Le Finanziarie del 2006 e del 2007 avevano introdotto il credito di imposta per il sostegno all’innovazione e alla ricerca. La misura permette a un’azienda di ottenere un credito di imposta pari al 10 per cento di tutti i costi sostenuti internamente per attività di ricerca e sviluppo e al 40 per cento di tutti i contratti affidati a università ed enti di ricerca.

IL CREDITO DI IMPOSTA PER L’INNOVAZIONE E LA RICERCA
In un paese che spende poco e male per ricerca e innovazione, in presenza di un finanziamento privato alle università molto basso, il credito di imposta affronta alcuni nodi cruciali. È automatico e certo, e quindi non richiede complesse, lunghe e incerte procedure di valutazione ed erogazione. Spinge le imprese ad avere rapporti con le università e i centri di ricerca e innovazione. Stimola queste strutture a essere attente e reattive rispetto ai bisogni e alle istanze delle imprese. In sintesi, il credito di imposta è uno strumento agile e efficace per sostenere i processi di innovazione delle imprese.
Il credito di imposta ha avuto un percorso piuttosto tortuoso, come notavano Daveri e Sacrestano nel loro articolo su lavoce.info, ma all’inizio di questo anno era finalmente divenuto operativo. Inoltre, un importante documento dell’Agenzia delle Entrate chiariva che il credito si applica anche nel caso di contratti affidati a strutture di ricerca private purché non-profit e non controllate in modo determinante da singole imprese. (1) Si tratta di un passaggio importante che allinea la normativa sul credito di imposta alle direttive in materia dell’Unione Europea e allarga lo spettro di applicazione della misura.
Certamente, come qualsiasi altro meccanismo di incentivazione, il credito di imposta può essere utilizzato in modo improprio.
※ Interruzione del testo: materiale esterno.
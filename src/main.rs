use std::path::PathBuf;

use anyhow::Context;
use clap::Parser;
use tracing::info;

use cometwatch::bootstrap;
use cometwatch::models::Config;
use cometwatch::utils::logging;

/// Validator monitoring and alerting for Tendermint/CometBFT chains.
#[derive(Debug, Parser)]
#[command(name = "cometwatch", version, about)]
struct Args {
	/// Print a sample configuration file and exit.
	#[arg(long)]
	example_config: bool,

	/// Configuration file to load.
	#[arg(short = 'f', long = "config", default_value = "config.yml")]
	config: PathBuf,

	/// Durable state file (alarm cache and block tapes).
	#[arg(long, default_value = ".cometwatch-state.json")]
	state: PathBuf,

	/// Directory of additional per-chain YAML files; each file stem becomes
	/// the chain's label.
	#[arg(long = "cc", alias = "chain-dir")]
	chain_dir: Option<PathBuf>,
}

#[tokio::main]
async fn main() -> anyhow::Result<()> {
	let args = Args::parse();

	if args.example_config {
		print!("{}", include_str!("../example-config.yml"));
		return Ok(());
	}

	if let Err(e) = logging::init() {
		eprintln!("could not initialize logging: {e}");
	}

	let mut cfg = Config::load(&args.config, args.chain_dir.as_deref())
		.with_context(|| format!("loading configuration from {}", args.config.display()))?;

	let (fatal, problems) = cfg.validate();
	for problem in &problems {
		eprintln!("{problem}");
	}
	if fatal {
		anyhow::bail!("configuration problems prevent monitoring, exiting");
	}

	let runtime = bootstrap::start(cfg, args.state).await?;

	wait_for_signal().await;
	info!("shutdown signal received");
	runtime.shutdown().await;
	Ok(())
}

async fn wait_for_signal() {
	#[cfg(unix)]
	{
		use tokio::signal::unix::{signal, SignalKind};
		let mut term = signal(SignalKind::terminate()).expect("signal handler");
		tokio::select! {
			_ = tokio::signal::ctrl_c() => {}
			_ = term.recv() => {}
		}
	}
	#[cfg(not(unix))]
	{
		let _ = tokio::signal::ctrl_c().await;
	}
}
Servono quindi severi controlli sia formali che “di sistema”, anche da parte delle associazioni industriali, affinché le potenziali distorsioni siano tenute sotto controllo. Tuttavia, tenuto conto che il nostro paese per decenni ha sprecato ingenti risorse finanziarie sia nazionali che comunitarie in misure poco efficaci o usate in modo improduttivo, non c’è dubbio che l’avvio di uno strumento finalmente efficace e snello costituisca un netto e positivo cambio di passo rispetto al passato.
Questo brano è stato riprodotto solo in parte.